Дома отец, похожий на Деда Мороза в пекарском фартуке, вытряхивает подсвинка и тем увеличивает состав нашей семьи. Спинка у нового члена семьи лишь немногим шире, чем у тех стилизованных деревянных хрюшек-дощечек, на которых подают завтрак; подсвинок тотчас начинает отыскивать родное стадо, выскакивает через калитку, пересекает улицу и юркает в сад к мельнику. На своей ветряной мельнице тот не только мелет рожь да пшеницу, он еще дробит овес, молотит гречиху, а главное — в своем жилье под мельницей он печет хлеб. Он наш конкурент. Выражаясь языком высокой политики, он наш заклятый враг по фамилии Заступайт.

Дедушка Заступайтов носит окладистую белую бороду, сорбский кафтан и черную шапочку. Он похож на Толстого в старости, а бранится он, как ветхозаветные герои.
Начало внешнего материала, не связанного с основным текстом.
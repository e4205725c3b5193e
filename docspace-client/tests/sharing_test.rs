mod common;

use common::TestApp;
use docspace_client::dtos::ShareRequest;
use docspace_client::models::{NewDocument, Recipient};
use docspace_client::providers::{DocumentRepository, NotificationRepository};
use docspace_client::services::{ShareActor, Viewer};
use uuid::Uuid;

fn actor() -> ShareActor {
    ShareActor {
        id: Uuid::new_v4(),
        display_name: "Raj Kumar".to_string(),
    }
}

fn request(document_id: Uuid, departments: &[&str], users: &[Uuid]) -> ShareRequest {
    ShareRequest {
        document_id,
        departments: departments.iter().map(|d| d.to_string()).collect(),
        users: users.to_vec(),
        message: None,
    }
}

#[tokio::test]
async fn share_with_no_recipients_is_a_validation_error() {
    let app = TestApp::spawn();
    let actor = actor();
    let doc = app
        .seed_document(
            actor.id,
            NewDocument {
                title: "ops manual".to_string(),
                ..Default::default()
            },
        )
        .await;

    let result = app
        .workspace
        .sharing
        .share_document(&actor, request(doc.id, &[], &[]))
        .await;

    assert!(result.is_err());
    // No grant mutation, no notifications.
    let unchanged = app.backends.documents.find(doc.id).await.unwrap().unwrap();
    assert!(unchanged.shared_with.is_empty());
    assert!(unchanged.shared_with_users.is_empty());
    let recipient = Recipient::User(Uuid::new_v4());
    assert!(app
        .backends
        .notifications
        .list_for(&[recipient])
        .await
        .unwrap()
        .is_empty());
}

#[tokio::test]
async fn share_for_missing_document_is_not_found() {
    let app = TestApp::spawn();
    let result = app
        .workspace
        .sharing
        .share_document(&actor(), request(Uuid::new_v4(), &["Finance"], &[]))
        .await;
    assert!(result.is_err());
}

#[tokio::test]
async fn share_merges_grants_and_notifies_each_recipient_once() {
    let app = TestApp::spawn();
    let actor = actor();
    let user = Uuid::new_v4();
    let doc = app
        .seed_document(
            actor.id,
            NewDocument {
                title: "safety drill report".to_string(),
                shared_with: vec!["Management".to_string()],
                ..Default::default()
            },
        )
        .await;

    // Duplicates within the batch collapse to one grant and one
    // notification each.
    let outcome = app
        .workspace
        .sharing
        .share_document(
            &actor,
            request(
                doc.id,
                &["Finance", "Finance", "Engineering"],
                &[user, user],
            ),
        )
        .await
        .expect("share failed");

    assert_eq!(
        outcome.document.shared_with,
        vec![
            "Management".to_string(),
            "Finance".to_string(),
            "Engineering".to_string()
        ]
    );
    assert_eq!(outcome.document.shared_with_users, vec![user]);
    assert_eq!(outcome.notified.len(), 3);

    let finance = app
        .backends
        .notifications
        .list_for(&[Recipient::Department("Finance".to_string())])
        .await
        .unwrap();
    assert_eq!(finance.len(), 1);
    assert!(finance[0].message.contains("Raj Kumar"));
    assert!(finance[0].message.contains("safety drill report"));

    let direct = app
        .backends
        .notifications
        .list_for(&[Recipient::User(user)])
        .await
        .unwrap();
    assert_eq!(direct.len(), 1);
}

#[tokio::test]
async fn repeating_an_identical_share_is_idempotent() {
    let app = TestApp::spawn();
    let actor = actor();
    let user = Uuid::new_v4();
    let doc = app
        .seed_document(
            actor.id,
            NewDocument {
                title: "budget variance".to_string(),
                ..Default::default()
            },
        )
        .await;
    let req = request(doc.id, &["Finance"], &[user]);

    let first = app
        .workspace
        .sharing
        .share_document(&actor, req.clone())
        .await
        .expect("share failed");
    let second = app
        .workspace
        .sharing
        .share_document(&actor, req)
        .await
        .expect("retry failed");

    assert_eq!(first.document.shared_with, second.document.shared_with);
    assert_eq!(
        first.document.shared_with_users,
        second.document.shared_with_users
    );
    assert!(second.notified.is_empty());

    let finance = app
        .backends
        .notifications
        .list_for(&[Recipient::Department("Finance".to_string())])
        .await
        .unwrap();
    assert_eq!(finance.len(), 1);
    let direct = app
        .backends
        .notifications
        .list_for(&[Recipient::User(user)])
        .await
        .unwrap();
    assert_eq!(direct.len(), 1);
}

#[tokio::test]
async fn channels_are_additive_and_non_exclusive() {
    let app = TestApp::spawn();
    let actor = actor();
    let user = Uuid::new_v4();
    let doc = app
        .seed_document(
            actor.id,
            NewDocument {
                title: "energy study".to_string(),
                is_public: true,
                ..Default::default()
            },
        )
        .await;

    app.workspace
        .sharing
        .share_document(&actor, request(doc.id, &["Engineering"], &[user]))
        .await
        .expect("share failed");

    let shared = app.backends.documents.find(doc.id).await.unwrap().unwrap();
    // Public flag, department grant, and user grant all hold at once.
    assert!(shared.is_public);
    assert_eq!(shared.shared_with, vec!["Engineering".to_string()]);
    assert_eq!(shared.shared_with_users, vec![user]);
}

#[tokio::test]
async fn share_actor_prefers_the_profile_display_name() {
    let app = TestApp::spawn();
    app.register_user("priya@metro.example", None);
    let signed_out = app.workspace.current_share_actor().await;
    assert!(signed_out.is_err());

    let session = app.sign_in("priya@metro.example").await;
    app.settle().await;

    // Before any profile edit the ensured profile carries the derived
    // name (email local-part).
    let actor = app
        .workspace
        .current_share_actor()
        .await
        .expect("no share actor");
    assert_eq!(actor.id, session.identity.id);
    assert_eq!(actor.display_name, "priya");

    app.workspace
        .profiles
        .update_profile(
            session.identity.id,
            docspace_client::models::ProfileUpdate {
                display_name: Some("Priya Nair".to_string()),
                ..Default::default()
            },
        )
        .await
        .expect("profile update failed");

    let actor = app
        .workspace
        .current_share_actor()
        .await
        .expect("no share actor");
    assert_eq!(actor.display_name, "Priya Nair");
}

#[tokio::test]
async fn share_actor_falls_back_when_the_profile_is_unreachable() {
    let app = TestApp::spawn();
    app.register_user("raj@metro.example", None);
    app.sign_in("raj@metro.example").await;
    app.settle().await;
    app.backends.profiles.set_failure(true);

    let actor = app
        .workspace
        .current_share_actor()
        .await
        .expect("no share actor");
    // Derived from the identity, not the (unreachable) profile.
    assert_eq!(actor.display_name, "raj");
}

#[tokio::test]
async fn newly_granted_user_gains_visibility() {
    let app = TestApp::spawn();
    let actor = actor();
    let user = Uuid::new_v4();
    let doc = app
        .seed_document(
            actor.id,
            NewDocument {
                title: "feedback analysis".to_string(),
                ..Default::default()
            },
        )
        .await;
    let viewer = Viewer::new(user);

    let before = app
        .workspace
        .documents
        .list_for(&viewer, &Default::default(), None)
        .await
        .unwrap();
    assert!(before.is_empty());

    app.workspace
        .sharing
        .share_document(&actor, request(doc.id, &[], &[user]))
        .await
        .expect("share failed");

    let after = app
        .workspace
        .documents
        .list_for(&viewer, &Default::default(), None)
        .await
        .unwrap();
    assert_eq!(after.len(), 1);
    assert_eq!(after[0].id, doc.id);
}
//! External collaborator interfaces.
//!
//! The identity provider, the profile/document/notification collections,
//! storage, and the local session cache are owned by external systems;
//! this crate only talks to them through these traits. Built-in backends:
//! an in-memory set (local mode and tests) and a REST identity provider.

pub mod memory;
pub mod rest;

use async_trait::async_trait;
use docspace_core::error::AppError;
use secrecy::SecretString;
use tokio::sync::broadcast;
use uuid::Uuid;

use crate::models::{
    AuthEvent, Document, DocumentUpdate, Identity, IdentityMetadata, Notification, Profile,
    ProfileUpdate, Recipient, Session, SignOutScope,
};

#[async_trait]
pub trait IdentityProvider: Send + Sync {
    /// Returns the provider's cached session, if any. The result is never
    /// trusted without a subsequent [`confirm_user`](Self::confirm_user).
    async fn get_session(&self) -> Result<Option<Session>, AppError>;

    /// Confirms the session's user is live on the provider side.
    async fn confirm_user(&self, access_token: &str) -> Result<Identity, AppError>;

    async fn sign_in(&self, email: &str, password: &SecretString) -> Result<Session, AppError>;

    async fn sign_up(
        &self,
        email: &str,
        password: &SecretString,
        metadata: IdentityMetadata,
    ) -> Result<Session, AppError>;

    async fn sign_out(&self, scope: SignOutScope) -> Result<(), AppError>;

    async fn update_password(
        &self,
        access_token: &str,
        new_password: &SecretString,
    ) -> Result<(), AppError>;

    /// Subscribes to provider-pushed auth-change events.
    fn subscribe(&self) -> broadcast::Receiver<AuthEvent>;
}

#[async_trait]
pub trait ProfileRepository: Send + Sync {
    async fn find_by_user(&self, user_id: Uuid) -> Result<Option<Profile>, AppError>;

    async fn insert(&self, profile: Profile) -> Result<Profile, AppError>;

    async fn update(&self, user_id: Uuid, update: &ProfileUpdate) -> Result<Profile, AppError>;

    /// Role backfill path used only by profile-ensure; not part of the
    /// owner-mutable allow-list.
    async fn set_role(&self, user_id: Uuid, role: &str) -> Result<(), AppError>;

    async fn delete(&self, user_id: Uuid) -> Result<(), AppError>;
}

#[async_trait]
pub trait DocumentRepository: Send + Sync {
    /// All document records, newest first.
    async fn list(&self) -> Result<Vec<Document>, AppError>;

    async fn find(&self, id: Uuid) -> Result<Option<Document>, AppError>;

    async fn insert(&self, doc: Document) -> Result<Document, AppError>;

    async fn update(&self, id: Uuid, update: &DocumentUpdate) -> Result<Document, AppError>;

    /// Atomic set-union merge of the grant channels; one server-side
    /// operation from the caller's view.
    async fn merge_share_grants(
        &self,
        id: Uuid,
        departments: &[String],
        users: &[Uuid],
    ) -> Result<Document, AppError>;

    async fn delete(&self, id: Uuid) -> Result<(), AppError>;
}

#[async_trait]
pub trait NotificationRepository: Send + Sync {
    async fn list_for(&self, recipients: &[Recipient]) -> Result<Vec<Notification>, AppError>;

    async fn insert(&self, notification: Notification) -> Result<Notification, AppError>;

    async fn mark_read(&self, id: Uuid) -> Result<(), AppError>;

    async fn mark_all_read(&self, recipients: &[Recipient]) -> Result<u64, AppError>;

    async fn delete(&self, id: Uuid) -> Result<(), AppError>;

    async fn clear_for(&self, recipients: &[Recipient]) -> Result<u64, AppError>;
}

#[async_trait]
pub trait DocumentStorage: Send + Sync {
    /// Removes the stored object behind a document's storage reference.
    async fn remove(&self, path: &str) -> Result<(), AppError>;
}

/// Local key/value cache. Any key matching the configured session-key
/// prefix is the unit of cleanup on sign-out or detected invalidation.
pub trait SessionCache: Send + Sync {
    fn get(&self, key: &str) -> Option<String>;

    fn set(&self, key: &str, value: String);

    fn remove(&self, key: &str);

    fn keys(&self) -> Vec<String>;

    /// Removes every key starting with `prefix`; returns how many.
    fn purge_prefix(&self, prefix: &str) -> usize {
        let matching: Vec<String> = self
            .keys()
            .into_iter()
            .filter(|k| k.starts_with(prefix))
            .collect();
        for key in &matching {
            self.remove(key);
        }
        matching.len()
    }
}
— Ах ты треклятый-растреклятый, — ревет он, — ах ты такой-рассяхой! Поди убери вашу свинью, не то я сам ее прикончу!

Наконец-то отец нашел клапан, чтобы выпустить свой гнев по поводу неудачной выпечки; слепая ярость заставляет его забыть, что он как будущий владелец лавки должен производить благоприятное впечатление на будущую клиентуру. Какое там благоприятное, когда он ведет позиционную войну во Фландрии, око за око, зуб за зуб. Кого именно он убьет у мельника, если тот прикончит нашего подсвинка, отец еще не знает, но он готов на все.

Тут на авансцену выходит наша мать, муза будущей лавки, она оттесняет отца в сторону и произносит такие слова:

— Генрих, Генрих, успокойся!

Она преграждает отцу путь к опрометчивым поступкам, а нам — к лицезрению великой битвы. Старый мельник воспринимает нашу мать в светлом фартучке с крахмальными крылышками на плечах как ангела небесного. Он безропотно пропускает мать, и та устремляется к подсвинку с ласковыми словами. Например, «ах ты, мой миленький!». Подсвинку не нужны ее ласковые слова, он хочет выскочить в калитку, но старый мельник зажимает его у себя между ног, откуда мать беспрепятственно его забирает. Еще никогда в жизни она не имела дел со свиньями, однако она мужественно хватает его за заднюю ножку и тащит со двора. Подсвинок визжит так, будто за ним гонится мясник с ножом, но мать все равно не выпускает его, она только закрывает левой рукой свое правое ухо и благополучно возвращается домой, предотвратив кровопролитную войну с Китаем.